Isenfluh (/de/) is a mountain village and former municipality in the Swiss canton of Bern, located in the Bernese Oberland above the road from Wilderswil to Lauterbrunnen. It was first mentioned in 1319 as Ysenfluo and in 1401 people from the Lötschental started to settle in the small village. The village was owned by the Interlaken Monastery from the 14th century until its disestablishment in 1528. Afterwards, Isenfluh was administered by the bailiff of Interlaken until 1798. In 1973, Isenfluh became part of the municipality of Lauterbrunnen.

The infrastructure of Isenfluh is installed, but a lot of the support comes from self-help groups. Since the village school was closed for financial reasons by the government of the Canton of Bern, the children of Isenfluh attend school in Lauterbrunnen.

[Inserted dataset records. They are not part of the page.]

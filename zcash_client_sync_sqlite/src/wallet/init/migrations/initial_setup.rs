//! The migration that performs the initial setup of the note database.

use std::collections::HashSet;

use schemerz_rusqlite::RusqliteMigration;
use uuid::Uuid;

use crate::wallet::init::NoteMigrationError;

pub(super) const MIGRATION_ID: Uuid = Uuid::from_u128(0x3f1c9a52_7e0b_4d8e_a6c1_52b9e07d41a3);

pub(super) struct Migration;

impl schemerz::Migration<Uuid> for Migration {
    fn id(&self) -> Uuid {
        MIGRATION_ID
    }

    fn dependencies(&self) -> HashSet<Uuid> {
        HashSet::new()
    }

    fn description(&self) -> &'static str {
        "Initialize the note database."
    }
}

impl RusqliteMigration for Migration {
    type Error = NoteMigrationError;

    fn up(&self, transaction: &rusqlite::Transaction) -> Result<(), Self::Error> {
        transaction.execute_batch(
            "CREATE TABLE accounts (
                id INTEGER PRIMARY KEY,
                account_key TEXT NOT NULL UNIQUE,
                birthday_height INTEGER NOT NULL,
                birthday_hash BLOB NOT NULL,
                latest_scanned_height INTEGER,
                latest_scanned_hash BLOB,
                CONSTRAINT latest_scanned_consistency CHECK (
                    (latest_scanned_height IS NULL) = (latest_scanned_hash IS NULL)
                )
            );
            CREATE TABLE received_notes (
                id INTEGER PRIMARY KEY,
                account_id INTEGER NOT NULL REFERENCES accounts(id),
                height INTEGER NOT NULL,
                nf BLOB NOT NULL,
                value INTEGER NOT NULL,
                CONSTRAINT nf_uniq UNIQUE (account_id, nf)
            );
            CREATE INDEX received_notes_height ON received_notes (account_id, height);
            CREATE TABLE spent_notes (
                id INTEGER PRIMARY KEY,
                account_id INTEGER NOT NULL REFERENCES accounts(id),
                height INTEGER NOT NULL,
                nf BLOB NOT NULL,
                CONSTRAINT nf_uniq UNIQUE (account_id, nf)
            );
            CREATE INDEX spent_notes_height ON spent_notes (account_id, height);",
        )?;
        Ok(())
    }

    fn down(&self, _transaction: &rusqlite::Transaction) -> Result<(), Self::Error> {
        Err(NoteMigrationError::CannotRevert(MIGRATION_ID))
    }
}
mod initial_setup;
mod scan_checkpoints;

use schemerz_rusqlite::RusqliteMigration;

use super::NoteMigrationError;

pub(super) fn all_migrations() -> Vec<Box<dyn RusqliteMigration<Error = NoteMigrationError>>> {
    //   initial_setup
    //         |
    //  scan_checkpoints
    vec![
        Box::new(initial_setup::Migration),
        Box::new(scan_checkpoints::Migration),
    ]
}
//! *An SQLite-based note store for the Zcash Orchard sync engine.*
//!
//! `zcash_client_sync_sqlite` contains complete SQLite-based implementations of the
//! [`NoteStoreRead`] and [`NoteStoreWrite`] traits from the [`zcash_client_sync`] crate.
//! Every mutating operation runs in its own SQLite transaction, so a failed operation
//! leaves the database unchanged.
//!
//! A database must be initialized with [`wallet::init::init_note_db`] before use.
//!
//! ## Feature flags
#![doc = document_features::document_features!()]
//!

#![cfg_attr(docsrs, feature(doc_cfg))]
#![cfg_attr(docsrs, feature(doc_auto_cfg))]
// Catch documentation errors caused by code changes.
#![deny(rustdoc::broken_intra_doc_links)]

use std::path::Path;

use rusqlite::{Connection, Transaction};
use tracing::debug;
use zcash_client_sync::{
    data_api::{NoteStoreRead, NoteStoreWrite},
    wallet::Checkpoint,
    AccountBirthday, AccountId, AccountMeta, DiscoveredNote, SpentMarker,
};
use zcash_protocol::consensus::BlockHeight;

pub mod error;
pub mod wallet;

use error::SqliteStoreError;

/// A wrapper for the SQLite connection to the note database.
pub struct NoteDb {
    conn: Connection,
}

impl NoteDb {
    /// Construct a connection to the note database stored at the specified path.
    pub fn for_path<F: AsRef<Path>>(path: F) -> Result<Self, rusqlite::Error> {
        Connection::open(path).and_then(Self::from_connection)
    }

    /// Construct a connection to a new, private in-memory note database.
    pub fn for_memory() -> Result<Self, rusqlite::Error> {
        Connection::open_in_memory().and_then(Self::from_connection)
    }

    fn from_connection(conn: Connection) -> Result<Self, rusqlite::Error> {
        conn.pragma_update(None, "foreign_keys", "ON")?;
        Ok(NoteDb { conn })
    }

    fn transactionally<F, A>(&mut self, f: F) -> Result<A, SqliteStoreError>
    where
        F: FnOnce(&Transaction<'_>) -> Result<A, SqliteStoreError>,
    {
        let tx = self.conn.transaction()?;
        let result = f(&tx)?;
        tx.commit()?;
        Ok(result)
    }
}

impl NoteStoreRead for NoteDb {
    type Error = SqliteStoreError;

    fn get_account_meta(&self, account: &AccountId) -> Result<Option<AccountMeta>, Self::Error> {
        wallet::get_account_meta(&self.conn, account)
    }

    fn get_received_notes(&self, account: &AccountId) -> Result<Vec<DiscoveredNote>, Self::Error> {
        wallet::get_received_notes(&self.conn, account)
    }

    fn get_spendable_notes(
        &self,
        account: &AccountId,
    ) -> Result<Vec<DiscoveredNote>, Self::Error> {
        wallet::get_spendable_notes(&self.conn, account)
    }

    fn get_nullifiers(&self, account: &AccountId) -> Result<Vec<SpentMarker>, Self::Error> {
        wallet::get_nullifiers(&self.conn, account)
    }

    fn get_checkpoint_at_or_below(
        &self,
        account: &AccountId,
        height: BlockHeight,
    ) -> Result<Option<Checkpoint>, Self::Error> {
        wallet::get_checkpoint_at_or_below(&self.conn, account, height)
    }
}

impl NoteStoreWrite for NoteDb {
    fn register_account(
        &mut self,
        account: &AccountId,
        birthday: &AccountBirthday,
    ) -> Result<AccountMeta, Self::Error> {
        self.transactionally(|tx| wallet::register_account(tx, account, birthday))
    }

    #[tracing::instrument(skip_all, fields(account = %account))]
    fn apply_scan_results(
        &mut self,
        account: &AccountId,
        notes: &[DiscoveredNote],
        spent: &[SpentMarker],
        blocks: &[Checkpoint],
    ) -> Result<(), Self::Error> {
        self.transactionally(|tx| wallet::apply_scan_results(tx, account, notes, spent, blocks))?;
        debug!(
            blocks = blocks.len(),
            notes = notes.len(),
            spends = spent.len(),
            "Stored scan results"
        );
        Ok(())
    }

    fn handle_chain_reorg(
        &mut self,
        account: &AccountId,
        rewind_to: &Checkpoint,
    ) -> Result<(), Self::Error> {
        self.transactionally(|tx| wallet::handle_chain_reorg(tx, account, rewind_to))?;
        debug!(account = %account, height = %rewind_to.height(), "Rewound note database");
        Ok(())
    }

    fn reset_account_sync_state(&mut self, account: &AccountId) -> Result<(), Self::Error> {
        self.transactionally(|tx| wallet::reset_account_sync_state(tx, account))
    }
}

#[cfg(test)]
mod tests {
    use std::sync::{Arc, Mutex};

    use proptest::prelude::*;
    use tempfile::NamedTempFile;
    use zcash_client_sync::{
        data_api::{NoteStoreRead, NoteStoreWrite},
        sync::{SyncConfig, SyncEngine, SyncOutcome},
        testing::{
            self, store as store_checks, FakeAction, FakeBlockSource, MockChain,
            RecordingObserver, TestDecoder,
        },
        wallet::Checkpoint,
        BlockHash, DiscoveredNote, Nullifier,
    };
    use zcash_protocol::{consensus::BlockHeight, value::Zatoshis};

    use crate::{error::SqliteStoreError, wallet::init::init_note_db, NoteDb};

    fn h(height: u32) -> BlockHeight {
        BlockHeight::from_u32(height)
    }

    fn test_db() -> NoteDb {
        let mut db = NoteDb::for_memory().unwrap();
        init_note_db(&mut db).unwrap();
        db
    }

    #[test]
    fn register_is_idempotent() {
        store_checks::register_is_idempotent(&mut test_db());
    }

    #[test]
    fn spendable_notes_exclude_spent() {
        store_checks::spendable_notes_exclude_spent(&mut test_db());
    }

    #[test]
    fn checkpoint_is_monotonic() {
        store_checks::checkpoint_is_monotonic(&mut test_db());
    }

    #[test]
    fn reorg_rewind_is_complete() {
        store_checks::reorg_rewind_is_complete(&mut test_db());
    }

    #[test]
    fn failed_apply_is_atomic() {
        store_checks::failed_apply_is_atomic(&mut test_db());
    }

    #[test]
    fn reset_clears_sync_state() {
        store_checks::reset_clears_sync_state(&mut test_db());
    }

    #[test]
    fn block_history_is_recorded() {
        store_checks::block_history_is_recorded(&mut test_db());
    }

    #[test]
    fn errors_identify_their_cause() {
        let mut db = test_db();
        let account = testing::account(0);
        let checkpoint = Checkpoint::new(h(200), BlockHash([2; 32]));

        assert_matches!(
            db.apply_scan_results(&account, &[], &[], &[checkpoint]),
            Err(SqliteStoreError::AccountUnknown(_))
        );

        db.register_account(&account, &testing::birthday(100))
            .unwrap();
        assert_matches!(
            db.apply_scan_results(&account, &[], &[], &[]),
            Err(SqliteStoreError::InvalidBlockRange)
        );
        let note = DiscoveredNote::from_parts(h(150), Nullifier([1; 32]), Zatoshis::ZERO);
        db.apply_scan_results(&account, &[note.clone()], &[], &[checkpoint])
            .unwrap();

        assert_matches!(
            db.apply_scan_results(
                &account,
                &[note],
                &[],
                &[Checkpoint::new(h(300), BlockHash([3; 32]))]
            ),
            Err(SqliteStoreError::DuplicateNullifier(nf)) if nf == Nullifier([1; 32])
        );
        assert_matches!(
            db.apply_scan_results(
                &account,
                &[],
                &[],
                &[Checkpoint::new(h(199), BlockHash([3; 32]))]
            ),
            Err(SqliteStoreError::CheckpointRegression(current, proposed))
                if current == h(200) && proposed == h(199)
        );
        assert_matches!(
            db.handle_chain_reorg(&account, &Checkpoint::new(h(201), BlockHash([3; 32]))),
            Err(SqliteStoreError::RequestedRewindInvalid(current, requested))
                if current == h(200) && requested == h(201)
        );
    }

    #[test]
    fn data_persists_across_connections() {
        let data_file = NamedTempFile::new().unwrap();
        let account = testing::account(3);
        let checkpoint = Checkpoint::new(h(500), BlockHash([5; 32]));
        let note = DiscoveredNote::from_parts(
            h(450),
            Nullifier([4; 32]),
            Zatoshis::const_from_u64(12_345),
        );

        {
            let mut db = NoteDb::for_path(data_file.path()).unwrap();
            init_note_db(&mut db).unwrap();
            db.register_account(&account, &testing::birthday(400))
                .unwrap();
            db.apply_scan_results(&account, &[note.clone()], &[], &[checkpoint])
                .unwrap();
        }

        let mut db = NoteDb::for_path(data_file.path()).unwrap();
        init_note_db(&mut db).unwrap();
        let meta = db.get_account_meta(&account).unwrap().unwrap();
        assert_eq!(meta.birthday(), &testing::birthday(400));
        assert_eq!(meta.latest_scanned(), Some(&checkpoint));
        assert_eq!(db.get_spendable_notes(&account).unwrap(), vec![note]);
        assert_eq!(
            db.get_checkpoint_at_or_below(&account, h(600)).unwrap(),
            Some(checkpoint)
        );
    }

    #[tokio::test]
    async fn engine_syncs_into_sqlite() {
        let mut source = FakeBlockSource::new(h(1));
        source.extend_to(h(104));
        source.push_block(vec![FakeAction::received(7, Nullifier([1; 32]), 10)]);
        source.extend_to(h(599));
        source.push_block(vec![FakeAction::spend(Nullifier([1; 32]))]);
        source.extend_to(h(700));
        let chain = Arc::new(MockChain::new(source));

        let store = Arc::new(Mutex::new(test_db()));
        let engine = SyncEngine::new(
            SyncConfig::new("zcash_regtest", h(1)).with_batch_size(250),
            testing::account(0),
            testing::birthday(100),
            Arc::clone(&chain),
            Arc::clone(&store),
            TestDecoder::new(7),
        );

        let observer = RecordingObserver::new();
        assert_eq!(engine.run(&observer).await, Ok(SyncOutcome::CaughtUp));

        let db = store.lock().unwrap();
        let account = testing::account(0);
        let meta = db.get_account_meta(&account).unwrap().unwrap();
        assert_eq!(meta.latest_scanned().map(|c| c.height()), Some(h(700)));
        assert_eq!(db.get_received_notes(&account).unwrap().len(), 1);
        assert!(db.get_spendable_notes(&account).unwrap().is_empty());
        assert_eq!(db.get_nullifiers(&account).unwrap().len(), 1);
        assert_eq!(
            engine.get_sync_status().spendable_balance(),
            Zatoshis::ZERO
        );
    }

    proptest! {
        #[test]
        fn balance_is_consistent(
            notes in prop::collection::vec(testing::arb_discovered_note(1..5_000), 0..20),
            spent_mask in prop::collection::vec(any::<bool>(), 20),
        ) {
            store_checks::balance_is_consistent(&mut test_db(), &notes, &spent_mask);
        }
    }
}

#[cfg(test)]
#[macro_use]
extern crate assert_matches;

The main road (and bus route) to Isenfluh traverses a 1200 m spiral tunnel, the Isenfluhtunnel. This tunnel opened in 1992 and replaced a previous mountain road which was destroyed in a 1987 landslide. The tunnel is one lane wide and has a series of pullouts where traffic can pass.

Isenfluh is a base for hiking and sleigh-rides and ice-climbing. The Lobhorn hut by the Swiss Alpine Club (Schweizer Alpen-Club), SAC, is a few hours away.